## [About this task]
From the entries below, copy exactly the lines from the one that contains "let ratio_sum: f64" through the one that contains "pub fn to_bytes(&self)", both included, and only those.

(Stored items)
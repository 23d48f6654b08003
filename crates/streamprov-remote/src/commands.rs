//! Shell command builders for the media host
//!
//! Every interpolated path or value goes through [`quote`]. Probes print one
//! of the two markers in [`crate::probe`] instead of relying on exit codes.

use std::borrow::Cow;

use shell_escape::unix::escape;

use crate::probe::{EXISTS, NOT_FOUND};

/// POSIX-quote one shell word
#[must_use]
pub fn quote(word: &str) -> Cow<'_, str> {
    escape(Cow::Borrowed(word))
}

fn probe(test: &str) -> String {
    format!("{test} && echo {EXISTS} || echo '{NOT_FOUND}'")
}

/// Directory existence probe
#[must_use]
pub fn dir_exists(path: &str) -> String {
    probe(&format!("test -d {}", quote(path)))
}

/// Regular file existence probe
#[must_use]
pub fn file_exists(path: &str) -> String {
    probe(&format!("test -f {}", quote(path)))
}

/// OS account existence probe
#[must_use]
pub fn user_exists(login: &str) -> String {
    probe(&format!("id {} >/dev/null 2>&1", quote(login)))
}

/// Listing-based read-back used after writes
#[must_use]
pub fn listed(path: &str) -> String {
    probe(&format!("ls -la {} >/dev/null 2>&1", quote(path)))
}

#[must_use]
pub fn make_dir(path: &str) -> String {
    format!("mkdir -p {}", quote(path))
}

#[must_use]
pub fn chmod(mode: u32, path: &str) -> String {
    format!("chmod {mode:o} {}", quote(path))
}

#[must_use]
pub fn chmod_recursive(mode: u32, path: &str) -> String {
    format!("chmod -R {mode:o} {}", quote(path))
}

/// `owner` is `user` or `user:group`
#[must_use]
pub fn chown_recursive(owner: &str, path: &str) -> String {
    format!("chown -R {} {}", quote(owner), quote(path))
}

#[must_use]
pub fn remove_dir(path: &str) -> String {
    format!("rm -rf {}", quote(path))
}

#[must_use]
pub fn copy_dir(from: &str, to: &str) -> String {
    format!("cp -r {} {}", quote(from), quote(to))
}

/// Decode a base64 body into `path`
#[must_use]
pub fn write_base64(encoded: &str, path: &str) -> String {
    format!("printf '%s' {} | base64 -d > {}", quote(encoded), quote(path))
}

/// Write a literal body into `path`
#[must_use]
pub fn write_literal(content: &str, path: &str) -> String {
    format!("printf '%s' {} > {}", quote(content), quote(path))
}

#[must_use]
pub fn read_file(path: &str) -> String {
    format!("cat {}", quote(path))
}

/// Create a login-less account with its home directory
#[must_use]
pub fn create_account(login: &str, home: &str) -> String {
    format!(
        "useradd -d {} -s /usr/sbin/nologin -m {}",
        quote(home),
        quote(login)
    )
}

#[must_use]
pub fn set_password(login: &str, password: &str) -> String {
    let pair = format!("{login}:{password}");
    format!("printf '%s\\n' {} | chpasswd", quote(&pair))
}

/// Delete an account and its home; succeeds when the account is absent
#[must_use]
pub fn delete_account(login: &str) -> String {
    format!("userdel -r {} 2>/dev/null || true", quote(login))
}

#[must_use]
pub fn service_stop(unit: &str) -> String {
    format!("systemctl stop {}", quote(unit))
}

#[must_use]
pub fn service_restart(unit: &str) -> String {
    format!("systemctl restart {}", quote(unit))
}

/// Status poll; always exits 0 so the state word is what gets judged
#[must_use]
pub fn service_is_active(unit: &str) -> String {
    format!("systemctl is-active {} || true", quote(unit))
}

/// Entry names under `root`, minus the given system entries
#[must_use]
pub fn list_entries(root: &str, excluded: &[String]) -> String {
    let mut cmd = format!("ls -1 {}", quote(root));
    if !excluded.is_empty() {
        cmd.push_str(" | grep -v -x -F");
        for entry in excluded {
            cmd.push_str(" -e ");
            cmd.push_str(&quote(entry));
        }
        // grep exits 1 when every line was filtered out
        cmd.push_str(" || true");
    }
    cmd
}

#[cfg(test)]
mod tests {
    use super::*;

    #[test]
    fn test_probes_print_markers() {
        assert_eq!(
            dir_exists("/conf/acct1"),
            "test -d /conf/acct1 && echo exists || echo 'not found'"
        );
        assert_eq!(
            user_exists("acct1"),
            "id acct1 >/dev/null 2>&1 && echo exists || echo 'not found'"
        );
        assert!(listed("/conf/acct1/Application.xml").starts_with("ls -la "));
    }

    #[test]
    fn test_paths_are_quoted() {
        assert_eq!(make_dir("/tmp/a b"), "mkdir -p '/tmp/a b'");
        assert_eq!(remove_dir("/x/it's"), r"rm -rf '/x/it'\''s'");
    }

    #[test]
    fn test_modes_render_octal() {
        assert_eq!(chmod(0o777, "/f"), "chmod 777 /f");
        assert_eq!(chmod_recursive(0o755, "/d"), "chmod -R 755 /d");
        assert_eq!(chown_recursive("wowza:wowza", "/d"), "chown -R 'wowza:wowza' /d");
    }

    #[test]
    fn test_list_entries_filters_system_files() {
        let cmd = list_entries(
            "/conf",
            &["VHost.xml".to_string(), "Server.xml".to_string()],
        );
        assert_eq!(
            cmd,
            "ls -1 /conf | grep -v -x -F -e VHost.xml -e Server.xml || true"
        );
        assert_eq!(list_entries("/conf", &[]), "ls -1 /conf");
    }

    #[test]
    fn test_password_pair_quoted_once() {
        assert_eq!(
            set_password("acct1", "p$w d"),
            "printf '%s\\n' 'acct1:p$w d' | chpasswd"
        );
    }
}
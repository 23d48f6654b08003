//! streamprov-inventory: Hosts and tenants known to the platform
//!
//! Read-only view of the inventory store plus the resolver that turns a host
//! address into a connectable target. Only active hosts resolve.

pub mod error;
pub mod resolver;
pub mod store;
pub mod types;

pub use error::InventoryError;
pub use resolver::HostResolver;
pub use store::{InventoryStore, StaticInventory};
pub use types::{HostRecord, TenantRecord, ViewerCap};
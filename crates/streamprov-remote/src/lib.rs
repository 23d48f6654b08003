//! streamprov-remote: File placement and service control on media hosts
//!
//! Builds the shell commands issued to a host and interprets their output:
//! existence probes, the two-strategy file writer, and the systemd service
//! controller with post-restart verification.

pub mod commands;
pub mod error;
pub mod probe;
pub mod service;
pub mod types;
pub mod writer;

pub use error::RemoteError;
pub use probe::Presence;
pub use service::{ServiceController, SystemdController};
pub use types::ServiceStatus;
pub use writer::RemoteFileWriter;
use chrono::{DateTime, Utc};
use rv_core::types::ArchiveMetadata;
use serde::Serialize;

/// Aggregate view over every cached archive.
#[derive(Debug, Clone, Default, PartialEq, Serialize)]
#[serde(rename_all = "camelCase")]
pub struct CacheStats {
    pub total_archives: usize,
    pub total_original_size: u64,
    pub total_compressed_size: u64,
    pub average_compression_ratio: f64,
    /// Original minus compressed; negative if compression expanded the data.
    pub total_space_saved: i64,
    pub oldest_archive: Option<DateTime<Utc>>,
    pub newest_archive: Option<DateTime<Utc>>,
}

impl CacheStats {
    pub fn from_metadata(entries: &[ArchiveMetadata]) -> Self {
        if entries.is_empty() {
            return Self::default();
        }
        let total_original_size: u64 = entries.iter().map(|m| m.original_size).sum();
        let total_compressed_size: u64 = entries.iter().map(|m| m.compressed_size).sum();
        let ratio_sum: f64 = entries.iter().map(|m| m.compression_ratio).sum();
        let oldest = entries.iter().map(|m| m.downloaded_at).min();
        let newest = entries.iter().map(|m| m.downloaded_at).max();

        Self {
            total_archives: entries.len(),
            total_original_size,
            total_compressed_size,
            average_compression_ratio: ratio_sum / entries.len() as f64,
            total_space_saved: entries.iter().map(ArchiveMetadata::space_saved).sum(),
            oldest_archive: oldest.and_then(DateTime::from_timestamp_millis),
            newest_archive: newest.and_then(DateTime::from_timestamp_millis),
        }
    }
}
//! Persisted record shape: metadata and blob always travel together.

use rv_compactor::storage_codec::serde_base64;
use rv_core::error::Result;
use rv_core::types::ArchiveMetadata;
use serde::{Deserialize, Serialize};

#[derive(Debug, Clone, PartialEq, Serialize, Deserialize)]
#[serde(rename_all = "camelCase")]
pub struct ArchiveRecord {
    pub metadata: ArchiveMetadata,
    /// Base64 of the compressed file list.
    #[serde(default)]
    pub compressed_files_encoded: String,
    #[serde(default, skip_serializing_if = "Option::is_none", with = "serde_base64")]
    pub raw_archive: Option<Vec<u8>>,
}

impl ArchiveRecord {
    pub fn to_bytes(&self) -> Result<Vec<u8>> {
        Ok(serde_json::to_vec(self)?)
    }

    pub fn from_bytes(bytes: &[u8]) -> Result<Self> {
        Ok(serde_json::from_slice(bytes)?)
    }
}

/// Metadata-only view used by scans; the blob field is skipped.
#[derive(Debug, Deserialize)]
pub(crate) struct RecordHeader {
    pub metadata: ArchiveMetadata,
}

impl RecordHeader {
    pub fn from_bytes(bytes: &[u8]) -> Result<Self> {
        Ok(serde_json::from_slice(bytes)?)
    }
}
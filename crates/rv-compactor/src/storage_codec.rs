//! Binary ⇄ text adapter for key-value backends that only keep strings
//! reliably.

use base64::engine::general_purpose::STANDARD;
use base64::Engine;
use rv_core::error::{Result, RvError};

/// Encode a blob as standard base64.
pub fn to_storable(data: &[u8]) -> String {
    STANDARD.encode(data)
}

/// Decode a blob produced by [`to_storable`].
pub fn from_storable(text: &str) -> Result<Vec<u8>> {
    STANDARD
        .decode(text)
        .map_err(|e| RvError::corrupt(format!("invalid base64: {e}")))
}

/// `#[serde(with = "serde_base64")]` for `Option<Vec<u8>>` fields.
pub mod serde_base64 {
    use serde::{Deserialize, Deserializer, Serializer};

    pub fn serialize<S: Serializer>(value: &Option<Vec<u8>>, serializer: S) -> Result<S::Ok, S::Error> {
        match value {
            Some(bytes) => serializer.serialize_some(&super::to_storable(bytes)),
            None => serializer.serialize_none(),
        }
    }

    pub fn deserialize<'de, D: Deserializer<'de>>(deserializer: D) -> Result<Option<Vec<u8>>, D::Error> {
        let encoded: Option<String> = Option::deserialize(deserializer)?;
        encoded
            .map(|s| super::from_storable(&s).map_err(serde::de::Error::custom))
            .transpose()
    }
}
//! repovault archive cache.
//!
//! Stores compressed repository file lists in a [`rv_storage::KvStore`],
//! expires them by age and caps how many are kept.

pub mod manager;
pub mod record;
pub mod stats;

pub use manager::ArchiveCacheManager;
pub use record::ArchiveRecord;
pub use stats::CacheStats;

## [Exercise result]
        let ratio_sum: f64 = entries.iter().map(|m| m.compression_ratio).sum();
        let oldest = entries.iter().map(|m| m.downloaded_at).min();
        let newest = entries.iter().map(|m| m.downloaded_at).max();

        Self {
            total_archives: entries.len(),
            total_original_size,
            total_compressed_size,
            average_compression_ratio: ratio_sum / entries.len() as f64,
            total_space_saved: entries.iter().map(ArchiveMetadata::space_saved).sum(),
            oldest_archive: oldest.and_then(DateTime::from_timestamp_millis),
            newest_archive: newest.and_then(DateTime::from_timestamp_millis),
        }
    }
}
//! Persisted record shape: metadata and blob always travel together.

use rv_compactor::storage_codec::serde_base64;
use rv_core::error::Result;
use rv_core::types::ArchiveMetadata;
use serde::{Deserialize, Serialize};

#[derive(Debug, Clone, PartialEq, Serialize, Deserialize)]
#[serde(rename_all = "camelCase")]
pub struct ArchiveRecord {
    pub metadata: ArchiveMetadata,
    /// Base64 of the compressed file list.
    #[serde(default)]
    pub compressed_files_encoded: String,
    #[serde(default, skip_serializing_if = "Option::is_none", with = "serde_base64")]
    pub raw_archive: Option<Vec<u8>>,
}

impl ArchiveRecord {
    pub fn to_bytes(&self) -> Result<Vec<u8>> {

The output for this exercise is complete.